Scenario: haproxy server are a Ubuntu 14.04 LTS. Haproxy was installed using apt-get and are currently in version 1.5.14. Right now, we have only one haproxy server and only one backend server with a php application whose can server 120 connections max. The problem happened when we received a huge traffic and the backend could not server all connections.
In this scenario HAproxy started queue process and timeout the packet in the queue and that’s expected but, after the timeout a empty message was send to the client and we get a lot of erros in the stats page. They showed in the nodes session, backend line. error column, conn column.

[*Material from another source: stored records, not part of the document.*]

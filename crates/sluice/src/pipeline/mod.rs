pub mod context;
pub mod error;
pub mod progress;
pub mod runner;
pub mod state;

pub use context::FileContext;
pub use error::{FatalError, PipelineError};
pub use progress::{NoopProgress, ProgressEvent, ProgressReporter, TracingProgress};
pub use runner::{FileOutcome, FilePipeline, SkipReason};
pub use state::FileState;
use std::path::PathBuf;

use thiserror::Error;

use crate::classify::KeyError;
use crate::ledger::LedgerError;
use crate::transform::TransformError;
use crate::upload::UploadError;

/// Per-file failures. They end in a `Failed` record and never affect
/// other files.
#[derive(Error, Debug)]
pub enum PipelineError {
    #[error("Checksum failed: {0}")]
    Checksum(#[source] std::io::Error),

    #[error("Invalid destination key: {0}")]
    Key(#[from] KeyError),

    #[error("Transform failed: {0}")]
    Transform(#[from] TransformError),

    #[error("Upload failed: {0}")]
    Upload(#[from] UploadError),

    #[error("Background task failed: {0}")]
    Task(String),

    /// Escalated to [`FatalError`] by the runner.
    #[error("Ledger error: {0}")]
    Ledger(#[from] LedgerError),
}

/// Conditions under which no file may be processed safely.
#[derive(Error, Debug)]
pub enum FatalError {
    #[error("Ledger failure while processing '{path}': {source}")]
    Ledger {
        path: PathBuf,
        #[source]
        source: LedgerError,
    },
}

impl From<tokio::task::JoinError> for PipelineError {
    fn from(e: tokio::task::JoinError) -> Self {
        PipelineError::Task(e.to_string())
    }
}
use std::path::Path;

use crate::config::schema::{Config, MIN_PART_SIZE_BYTES};
use crate::error::ConfigError;

const SCHEMA_JSON: &str = include_str!("../../../../schema/config-v1.json");

pub fn load_config<P: AsRef<Path>>(path: P) -> Result<Config, ConfigError> {
    let path = path.as_ref();
    let content = std::fs::read_to_string(path).map_err(|e| ConfigError::ReadFile {
        path: path.to_path_buf(),
        source: e,
    })?;

    load_config_from_str(&content)
}

pub fn load_config_from_str(content: &str) -> Result<Config, ConfigError> {
    let json_value: serde_json::Value = serde_json::from_str(content)?;

    validate_schema(&json_value)?;

    let config: Config = serde_json::from_value(json_value)?;

    validate_config(&config)?;

    Ok(config)
}

fn validate_schema(json_value: &serde_json::Value) -> Result<(), ConfigError> {
    let schema: serde_json::Value =
        serde_json::from_str(SCHEMA_JSON).map_err(|e| ConfigError::Validation {
            message: format!("Invalid embedded schema JSON: {}", e),
        })?;

    let validator = jsonschema::validator_for(&schema).map_err(|e| ConfigError::Validation {
        message: format!("Failed to compile JSON schema: {}", e),
    })?;

    let error_messages: Vec<String> = validator
        .iter_errors(json_value)
        .map(|e| e.to_string())
        .collect();
    if !error_messages.is_empty() {
        return Err(ConfigError::SchemaValidation {
            errors: error_messages.join("; "),
        });
    }

    Ok(())
}

fn invalid(message: impl Into<String>) -> ConfigError {
    ConfigError::Validation {
        message: message.into(),
    }
}

fn validate_config(config: &Config) -> Result<(), ConfigError> {
    if config.version != "1.0" {
        return Err(invalid(format!(
            "Unsupported config version: {}",
            config.version
        )));
    }

    if config.worker_count == 0 {
        return Err(invalid("worker_count must be > 0"));
    }
    if config.queue_capacity() == 0 {
        return Err(invalid("queue_capacity must be > 0"));
    }

    if config.watch_directory == config.error_directory {
        return Err(invalid(
            "error_directory must differ from watch_directory",
        ));
    }

    for pattern in &config.watch.exclude {
        if let Err(e) = glob::Pattern::new(pattern) {
            return Err(invalid(format!(
                "Invalid exclude pattern '{}': {}",
                pattern, e
            )));
        }
    }

    if config.retry.max_attempts == 0 {
        return Err(invalid("retry.max_attempts must be >= 1"));
    }
    if config.retry.max_delay_ms < config.retry.base_delay_ms {
        return Err(invalid("retry.max_delay_ms must be >= retry.base_delay_ms"));
    }

    if config.s3.part_size_bytes < MIN_PART_SIZE_BYTES {
        return Err(invalid(format!(
            "s3.part_size_bytes must be at least {} bytes",
            MIN_PART_SIZE_BYTES
        )));
    }

    let has_access = has_source(
        &config.s3.access_key,
        &config.s3.access_key_file,
        &config.s3.access_key_env,
    );
    let has_secret = has_source(
        &config.s3.secret_key,
        &config.s3.secret_key_file,
        &config.s3.secret_key_env,
    );
    if has_access != has_secret {
        return Err(invalid(
            "s3 access key and secret key must be configured together",
        ));
    }

    if config.conversion.batch_rows == 0 {
        return Err(invalid("conversion.batch_rows must be > 0"));
    }

    Ok(())
}

fn has_source(direct: &Option<String>, file: &Option<String>, env: &Option<String>) -> bool {
    [direct, file, env]
        .iter()
        .any(|s| s.as_deref().is_some_and(|s| !s.is_empty()))
}
use std::fs::File;
use std::path::{Path, PathBuf};
use std::sync::Arc;

use tempfile::NamedTempFile;
use tokio::sync::mpsc;
use tracing::{debug, info, info_span, warn, Instrument};
use uuid::Uuid;

use crate::checksum::{self, Checksum};
use crate::classify::{
    passthrough_content_type, ArchiveFormat, FileClass, KeyBuilder, KeyError, TabularFormat,
};
use crate::config::{Config, ConversionConfig};
use crate::ledger::{LedgerError, ProgressLedger, ProgressStatus};
use crate::sanitize;
use crate::storage::ErrorArea;
use crate::store::{ObjectStore, UploadBody};
use crate::transform::{
    self, ArchiveExtractor, Converter, Extractor, ParquetConverter, TransformError,
};
use crate::upload::{RetryPolicy, Uploader};
use crate::worker::job::FileDetected;

use super::context::FileContext;
use super::error::{FatalError, PipelineError};
use super::progress::ProgressReporter;
use super::state::FileState;

#[derive(Debug, Clone, Copy, PartialEq, Eq)]
pub enum SkipReason {
    /// A completed record with the same checksum exists.
    Unchanged,
    /// The source disappeared before it could be read.
    Vanished,
}

#[derive(Debug, Clone, PartialEq, Eq)]
pub enum FileOutcome {
    Skipped {
        reason: SkipReason,
    },
    Completed {
        destination_key: String,
        objects: usize,
        bytes_transferred: u64,
    },
    Failed {
        reason: String,
        relocated_to: Option<PathBuf>,
    },
}

/// An upload-ready output spooled to the work directory.
struct SpooledObject {
    key: String,
    content_type: String,
    file: NamedTempFile,
}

No other erros are showed to request or response in stats page, in other words, Req and Resp Erros column are 0.
I researched about and did not find anything that explain what is this Conn Erros in stats page, however I think that is related to packets timeout in the queue, is that right?
Our haproxy are in TCP Mode and below are the config file.

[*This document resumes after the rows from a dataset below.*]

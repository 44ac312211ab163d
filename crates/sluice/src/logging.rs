//! Subscriber setup for the `sluice` binary.
//!
//! Library code only emits `tracing` events. The database layer logs via the
//! `log` facade, which is forwarded into the same subscriber.

use thiserror::Error;
use tracing_subscriber::{fmt, layer::SubscriberExt, EnvFilter};

use crate::config::LogFormat;

#[derive(Error, Debug)]
pub enum LoggingError {
    #[error("Invalid log filter: {0}")]
    Filter(String),

    #[error("A global subscriber is already installed: {0}")]
    AlreadyInstalled(String),
}

/// Installs the global subscriber. `RUST_LOG` overrides the `info` default.
pub fn init_logging(format: LogFormat) -> Result<(), LoggingError> {
    let filter = match std::env::var("RUST_LOG") {
        Ok(directives) if !directives.is_empty() => {
            EnvFilter::try_new(directives).map_err(|e| LoggingError::Filter(e.to_string()))?
        }
        _ => EnvFilter::new("info"),
    };

    let fmt_layer = fmt::layer().with_target(true);

    match format {
        LogFormat::Text => {
            let subscriber = tracing_subscriber::registry().with(filter).with(fmt_layer);
            tracing::subscriber::set_global_default(subscriber)
                .map_err(|e| LoggingError::AlreadyInstalled(e.to_string()))?;
        }
        LogFormat::Json => {
            let subscriber = tracing_subscriber::registry()
                .with(filter)
                .with(fmt_layer.json());
            tracing::subscriber::set_global_default(subscriber)
                .map_err(|e| LoggingError::AlreadyInstalled(e.to_string()))?;
        }
    }

    tracing_log::LogTracer::init().map_err(|e| LoggingError::AlreadyInstalled(e.to_string()))?;

    Ok(())
}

global log /dev/log local0 log /dev/log local1 notice chroot /var/lib/haproxy stats socket /run/haproxy/admin.sock mode 660 level admin stats timeout 30s user haproxy group haproxy daemon maxconn 12288 ca-base /etc/ssl/certs crt-base /etc/ssl/private ssl-default-bind-ciphers ECDH+AESGCM:DH+AESGCM:ECDH+AES256:DH+AES256:ECDH+AES128:DH+AES:ECDH+3DES:DH+3DES:RSA+AESGCM:RSA+AES:RSA+3DES:!aNULL:!MD5:!DSS ssl-default-bind-options no-sslv3 defaults log global mode http option httplog option dontlognull option abortonclose option httpclose timeout connect 5000 timeout client 50000 timeout server 50000 errorfile 400 /etc/haproxy/errors/400.http errorfile 403 /etc/haproxy/errors/403.http errorfile 408 /etc/haproxy/errors/408.http errorfile 500 /etc/haproxy/errors/500.http errorfile 502 /etc/haproxy/errors/502.http errorfile 503 /etc/haproxy/errors/503.http errorfile 504 /etc/haproxy/errors/504.http listen stats :9090 balance mode http stats enable stats auth edited:edited frontend localnodes bind *:80 option tcplog mode tcp default_backend nodes backend nodes mode tcp balance roundrobin server php-app 10.0.0.1:80 maxconn 120 check
Below are the kernel configuration we did to haproxy:
fs.file-max = 999999 net.ipv4.ip_local_port_range = 1024 65000 net.ipv4.tcp_tw_reuse = 1 net.ipv4.tcp_fin_timeout = 10 net.core.somaxconn = 65535 net.ipv4.tcp_max_syn_backlog = 65535 net.ipv4.tcp_max_tw_buckets = 409600
Trying to reproduce this problem and identify if the issue are in haproxy or in the backend server, I create a staging scenario with one haproxy and one server (with a simple html file) and change the haproxy backend configuration to:
backend nodes mode tcp balance roundrobin fullconn 4 server php-app 10.0.0.2:80 maxconn check minconn 1 maxconn 1
I stressed the connection on this server but, even with packet timing out of the queue and a lot of conn errors, I received HTTP 200 ok and the html message from the server. To do this I used looped curl requisitions in a script in 4 servers. Every server made 100 requisitions.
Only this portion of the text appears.